Dear Brothers and Sisters in Christ,
We have lost, as all churches do, a steady stream of saints who mean so much to so many here in this church. I have fond memories of them and can remember ways in which their lives influenced mine. Yet, since last Thursday, April 29, 2021, I have been blessed with memories of a joyful saint who greatly influenced my life, Julia Parks Barkley. Julia was the choir director in the years of my youth and taught me lessons, which profoundly affected my life in the church. For those who did not know her well read, here, lessons that are worth learning from her life. For those who did know her, welcome your memories of this special Lady of the Church, as you read mine.
Julia taught me reverence for God and all things of the church. She spent hours with us each week teaching us music for worship, the liturgical calendar, and how the hymns of our church were put together and should be sung. She taught us how to dress for and to act in the sanctuary, planting deep within us the idea of being in a holy place. To this day I carry awe for that blessed room in which we meet God. I know to expect to experience God’s presence there, largely because of the reverence she instilled in me.
Julia taught me (as did my daddy) the importance of church attendance in my life. By her presence week after week, her inviting us into choir practice, and our immediate attendance at and singing for Sunday night church service, I learned the rhythm of weekly worship. Perhaps even more importantly, she taught me how important I was to the church. This was an important lesson for a teenage kid. She made sure that I never felt less than at home at FUMC-NA. She gave me at least one place that I felt counted on me to be there and to share my talents.

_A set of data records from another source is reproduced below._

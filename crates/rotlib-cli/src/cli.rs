use crate::utils::parser::parse_atom_pair;
use clap::{Args, Parser, Subcommand};
use rotlib::engine::config::{AtomPair, AtomSelector, LibraryMode, RingMode};
use std::path::PathBuf;

const HELP_TEMPLATE: &str = "\
{before-help}{name} {version}
{author-with-newline}{about-with-newline}
{usage-heading} {usage}

{all-args}{after-help}
";

#[derive(Parser, Debug)]
#[command(
    author = "Tony Kan, Ted Yu, William A. Goddard III, Victor Wai Tak Kam",
    version,
    about = "rotlib CLI - Builds rotamer libraries, assignment scripts and reordered templates for ligands and unnatural amino acids.",
    help_template = HELP_TEMPLATE,
)]
#[command(propagate_version = true)]
pub struct Cli {
    #[command(subcommand)]
    pub command: Commands,

    /// Increase verbosity level (-v for INFO, -vv for DEBUG, -vvv for TRACE)
    #[arg(short, long, action = clap::ArgAction::Count, global = true)]
    pub verbose: u8,

    /// Suppress all log output except for errors
    #[arg(short, long, global = true, conflicts_with = "verbose")]
    pub quiet: bool,

    /// Write logs to a specified file in addition to the console output
    #[arg(long, global = true, value_name = "PATH")]
    pub log_file: Option<PathBuf>,

    /// Set the number of threads for parallel computation.
    /// Defaults to the number of available logical cores.
    #[arg(short = 'j', long, global = true, value_name = "NUM")]
    pub threads: Option<usize>,
}

#[derive(Subcommand, Debug)]
pub enum Commands {
    /// Build the rotamer libraries and assignment script for one residue.
    Build(BuildArgs),
}

/// Arguments for the `build` subcommand.
#[derive(Args, Debug)]
pub struct BuildArgs {
    // --- Core Arguments ---
    /// Path to the input structure file (Maestro format). Every connection table after the
    /// first is read as an additional conformer.
    #[arg(short, long, required = true, value_name = "PATH")]
    pub input: PathBuf,

    /// Directory that receives the library files, the assignment script and the template.
    #[arg(short, long, required = true, value_name = "DIR")]
    pub output: PathBuf,

    /// Path to an optional configuration file in TOML format.
    #[arg(short, long, value_name = "PATH")]
    pub config: Option<PathBuf>,

    /// CSV list of rotatable bonds (`atom_i,atom_j`, 0-based).
    #[arg(short, long, value_name = "PATH")]
    pub rotatable: Option<PathBuf>,

    /// Separate structure file holding the sampled conformers, replacing those of the input.
    #[arg(long, value_name = "PATH")]
    pub conformers: Option<PathBuf>,

    /// Residue z-matrix template to rewrite in the new tree order.
    #[arg(short, long, value_name = "PATH")]
    pub template: Option<PathBuf>,

    // --- Sampling Overrides ---
    /// Override the grid resolution in degrees.
    #[arg(short, long, value_name = "DEGREES")]
    pub grid: Option<f64>,

    /// Override the grid resolution used for hydroxyl-like torsions.
    #[arg(long, value_name = "DEGREES")]
    pub hydroxyl_grid: Option<f64>,

    /// Override how flexible rings are sampled: off, on or only.
    #[arg(long, value_name = "MODE")]
    pub rings: Option<RingMode>,

    /// Override how libraries are produced: combinatorial or conformer.
    #[arg(short = 'm', long, value_name = "MODE")]
    pub library_mode: Option<LibraryMode>,

    // --- Tree Overrides ---
    /// Root atom, by 0-based index or atom name.
    #[arg(long, value_name = "ATOM")]
    pub root: Option<AtomSelector>,

    /// Attachment atom of the R-group to sample; the root becomes the atom farthest from it.
    #[arg(long, value_name = "ATOM", conflicts_with = "root")]
    pub r_group_root: Option<AtomSelector>,

    /// Maximum number of torsions in one group.
    #[arg(long, value_name = "INT")]
    pub max_torsions: Option<usize>,

    /// Sample exactly this bond instead of the discovered ones. Can be used multiple times.
    #[arg(long = "torsion", value_name = "A:B", value_parser = parse_atom_pair)]
    pub torsions: Vec<AtomPair>,

    /// Never sample this bond. Can be used multiple times.
    #[arg(long = "fix", value_name = "A:B", value_parser = parse_atom_pair)]
    pub fixed_bonds: Vec<AtomPair>,

    /// Move this bond into the backbone library. Can be used multiple times.
    #[arg(long = "backbone-torsion", value_name = "A:B", value_parser = parse_atom_pair)]
    pub backbone_torsions: Vec<AtomPair>,

    /// Put every torsion into a single library instead of one per branch.
    #[arg(long)]
    pub single_library: bool,

    /// Treat the residue as an unnatural amino acid rooted at its backbone.
    #[arg(long)]
    pub unnatural_amino_acid: bool,

    /// Override the residue name used for file and library names.
    #[arg(long, value_name = "NAME")]
    pub residue_name: Option<String>,

    /// Set a specific configuration value, overriding the config file.
    /// Can be used multiple times. Example: -S sampling.grid-resolution=15
    #[arg(short = 'S', long = "set", value_name = "KEY=VALUE", num_args(0..))]
    pub set_values: Vec<String>,
}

Julia taught me the joy of worship, as she directed some 50-60 youth spilling from the choir loft, onto the chancel, and down to the floor, we sang from our toes whatever music we had prepared. She also taught inclusion. From those who were incredibly musically talented to those whose best effort produced a “joyful noise”, she welcomed each singer as eagerly as any other.
She also expected excellence born of practice and hard work. She presented us with sophisticated, sometimes classical music and we sang it until we got it right. She taught humble service. She got us to put on some amazing programs: yet, I never remember her preening in the limelight.
Julia and Jimmy (her husband) always took us on trips, the ultimate purpose of which was to visit Disney World or the like. She always arranged performances along the way. In those days we stayed in the homes of Methodists who fed us and kept us overnight. Julia had high expectations for our behavior. At those homes we were to make our beds and write a thank you note to be signed by each child. I do not have a single memory of her losing her temper or showing frustration toward any child. Don’t get me wrong; she did have that “Mama face” that warned when you were too close to the line. She was firm but kind, always; even those who misbehaved in other situations behaved for her.
Julia’s life spoke these lessons more by example than lecture. Her legacy is evident throughout the United Methodist Church and beyond: her children, grandchildren and her soul children. We would all do well to learn these lessons, live them, and then to pass them on to those who follow us in the life of the church.